> **PROBLEM STATEMENT**
Your task is to copy all of the data exactly.

·····

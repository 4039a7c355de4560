//! Test utilities for tagtree
//!
//! This crate provides shared testing utilities used across the tagtree workspace:
//! scratch directories, a mounted renderer, mutation probes and small DOM
//! readers that keep assertions short.

pub mod dom;
pub mod fixtures;

pub use dom::{Mounted, MutationProbe, element_children, mount, mount_with_config, texts};
pub use fixtures::write_file;

use tempfile::TempDir;

/// Creates a temporary directory within `.tmp/` at the project root
///
/// This keeps all test temporary files in a single location that is
/// gitignored and easy to clean up manually if needed.
///
/// # Returns
///
/// A `TempDir` instance that automatically cleans up on drop.
///
/// # Panics
///
/// Panics if:
/// - Unable to determine current directory
/// - Unable to create `.tmp/` directory
/// - Unable to create temporary subdirectory
///
/// # Examples
///
/// ```rust
/// use tagtree_testkit::temp_dir_in_workspace;
///
/// let temp = temp_dir_in_workspace();
/// let file_path = temp.path().join("card.html");
/// std::fs::write(&file_path, "<p>{}</p>").unwrap();
/// // Cleanup happens automatically when temp is dropped
/// ```
pub fn temp_dir_in_workspace() -> TempDir {
    try_temp_dir_in_workspace().expect("Failed to create temporary directory in .tmp/")
}

/// Alternative with Result for non-test code
pub fn try_temp_dir_in_workspace() -> std::io::Result<TempDir> {
    let workspace_root = std::env::current_dir()?;
    let tmp_base = workspace_root.join(".tmp");
    std::fs::create_dir_all(&tmp_base)?;
    TempDir::new_in(&tmp_base)
}
//! Rendering helpers
//!
//! Every helper builds on a fresh [`Document`], so tests never share
//! mutation counters or template caches.

use tagtree_core::{
    Document, EngineConfig, Handle, MutationCounts, RenderInput, Renderer, Result,
};

/// A renderer with one container element ready to render into.
pub struct Mounted {
    pub renderer: Renderer,
    pub container: Handle,
}

impl Mounted {
    /// Renders into the container.
    pub fn render(&self, what: impl Into<RenderInput>) -> Result<Handle> {
        self.renderer.render(&self.container, what)
    }

    pub fn document(&self) -> &Document {
        self.renderer.document()
    }

    /// Serialized children of the container.
    pub fn html(&self) -> String {
        tagtree_core::dom::inner_html(&self.container)
    }

    /// Starts counting mutations from now.
    pub fn probe(&self) -> MutationProbe {
        MutationProbe::new(self.document())
    }
}

/// Creates a renderer with default configuration and a `<div>` container.
///
/// # Examples
///
/// ```rust
/// use tagtree_core::html;
/// use tagtree_testkit::mount;
///
/// let mounted = mount();
/// mounted.render(html!("<p>{}</p>", "hi")).unwrap();
/// assert_eq!(mounted.html(), "<p>hi</p>");
/// ```
pub fn mount() -> Mounted {
    mount_with_config(EngineConfig::default())
}

pub fn mount_with_config(config: EngineConfig) -> Mounted {
    let renderer = Renderer::with_config(Document::new(), config);
    let container = renderer.document().create_element("div");
    Mounted {
        renderer,
        container,
    }
}

/// Snapshot of a document's mutation counters.
///
/// `delta` reports what happened since the probe was taken, which is the
/// figure render tests care about.
pub struct MutationProbe {
    document: Document,
    start: MutationCounts,
}

impl MutationProbe {
    pub fn new(document: &Document) -> Self {
        Self {
            document: document.clone(),
            start: document.stats(),
        }
    }

    pub fn delta(&self) -> MutationCounts {
        self.document.stats().since(&self.start)
    }

    /// Takes the delta and restarts the probe.
    pub fn take(&mut self) -> MutationCounts {
        let current = self.document.stats();
        let delta = current.since(&self.start);
        self.start = current;
        delta
    }
}

/// Element children of `node`, skipping text and comments.
pub fn element_children(node: &Handle) -> Vec<Handle> {
    node.children()
        .into_iter()
        .filter(|child| child.is_element())
        .collect()
}

/// Text content of each element child.
pub fn texts(node: &Handle) -> Vec<String> {
    element_children(node)
        .iter()
        .map(Handle::text_content)
        .collect()
}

·····

> **EXERCISE RESPONSE**
repository 4039a7c355de4560
//! Test utilities for tagtree
//!
//! This crate provides shared testing utilities used across the tagtree workspace:
//! scratch directories, a mounted renderer, mutation probes and small DOM
//! readers that keep assertions short.

pub mod dom;
pub mod fixtures;

pub use dom::{Mounted, MutationProbe, element_children, mount, mount_with_config, texts};
pub use fixtures::write_file;

use tempfile::TempDir;

/// Creates a temporary directory within `.tmp/` at the project root
///
/// This keeps all test temporary files in a single location that is
/// gitignored and easy to clean up manually if needed.
///
/// # Returns
///
/// A `TempDir` instance that automatically cleans up on drop.
///
/// # Panics
///
/// Panics if:
/// - Unable to determine current directory
/// - Unable to create `.tmp/` directory
/// - Unable to create temporary subdirectory
///
/// # Examples
///
/// ```rust
/// use tagtree_testkit::temp_dir_in_workspace;
///
/// let temp = temp_dir_in_workspace();
/// let file_path = temp.path().join("card.html");
/// std::fs::write(&file_path, "<p>{}</p>").unwrap();
/// // Cleanup happens automatically when temp is dropped
/// ```
pub fn temp_dir_in_workspace() -> TempDir {
    try_temp_dir_in_workspace().expect("Failed to create temporary directory in .tmp/")
}

/// Alternative with Result for non-test code
pub fn try_temp_dir_in_workspace() -> std::io::Result<TempDir> {
    let workspace_root = std::env::current_dir()?;
    let tmp_base = workspace_root.join(".tmp");
    std::fs::create_dir_all(&tmp_base)?;
    TempDir::new_in(&tmp_base)
}
//! Rendering helpers
//!
//! Every helper builds on a fresh [`Document`], so tests never share
//! mutation counters or template caches.

use tagtree_core::{
    Document, EngineConfig, Handle, MutationCounts, RenderInput, Renderer, Result,
};

/// A renderer with one container element ready to render into.
pub struct Mounted {
    pub renderer: Renderer,
    pub container: Handle,
}

impl Mounted {
    /// Renders into the container.
    pub fn render(&self, what: impl Into<RenderInput>) -> Result<Handle> {
        self.renderer.render(&self.container, what)
    }

    pub fn document(&self) -> &Document {
        self.renderer.document()
    }

    /// Serialized children of the container.
    pub fn html(&self) -> String {
        tagtree_core::dom::inner_html(&self.container)
    }

    /// Starts counting mutations from now.
    pub fn probe(&self) -> MutationProbe {
        MutationProbe::new(self.document())
    }
}

/// Creates a renderer with default configuration and a `<div>` container.
///
/// # Examples
///
/// ```rust
/// use tagtree_core::html;
/// use tagtree_testkit::mount;
///
/// let mounted = mount();
/// mounted.render(html!("<p>{}</p>", "hi")).unwrap();
/// assert_eq!(mounted.html(), "<p>hi</p>");
/// ```
pub fn mount() -> Mounted {
    mount_with_config(EngineConfig::default())
}

pub fn mount_with_config(config: EngineConfig) -> Mounted {
    let renderer = Renderer::with_config(Document::new(), config);
    let container = renderer.document().create_element("div");
    Mounted {
        renderer,
        container,
    }
}

/// Snapshot of a document's mutation counters.
///
/// `delta` reports what happened since the probe was taken, which is the
/// figure render tests care about.
pub struct MutationProbe {
    document: Document,
    start: MutationCounts,
}

impl MutationProbe {
    pub fn new(document: &Document) -> Self {
        Self {
            document: document.clone(),
            start: document.stats(),
        }
    }

    pub fn delta(&self) -> MutationCounts {
        self.document.stats().since(&self.start)
    }

    /// Takes the delta and restarts the probe.
    pub fn take(&mut self) -> MutationCounts {
        let current = self.document.stats();
        let delta = current.since(&self.start);
        self.start = current;
        delta
    }
}

/// Element children of `node`, skipping text and comments.
pub fn element_children(node: &Handle) -> Vec<Handle> {
    node.children()
        .into_iter()
        .filter(|child| child.is_element())
        .collect()
}

/// Text content of each element child.
pub fn texts(node: &Handle) -> Vec<String> {
    element_children(node)
        .iter()
        .map(Handle::text_content)
        .collect()
}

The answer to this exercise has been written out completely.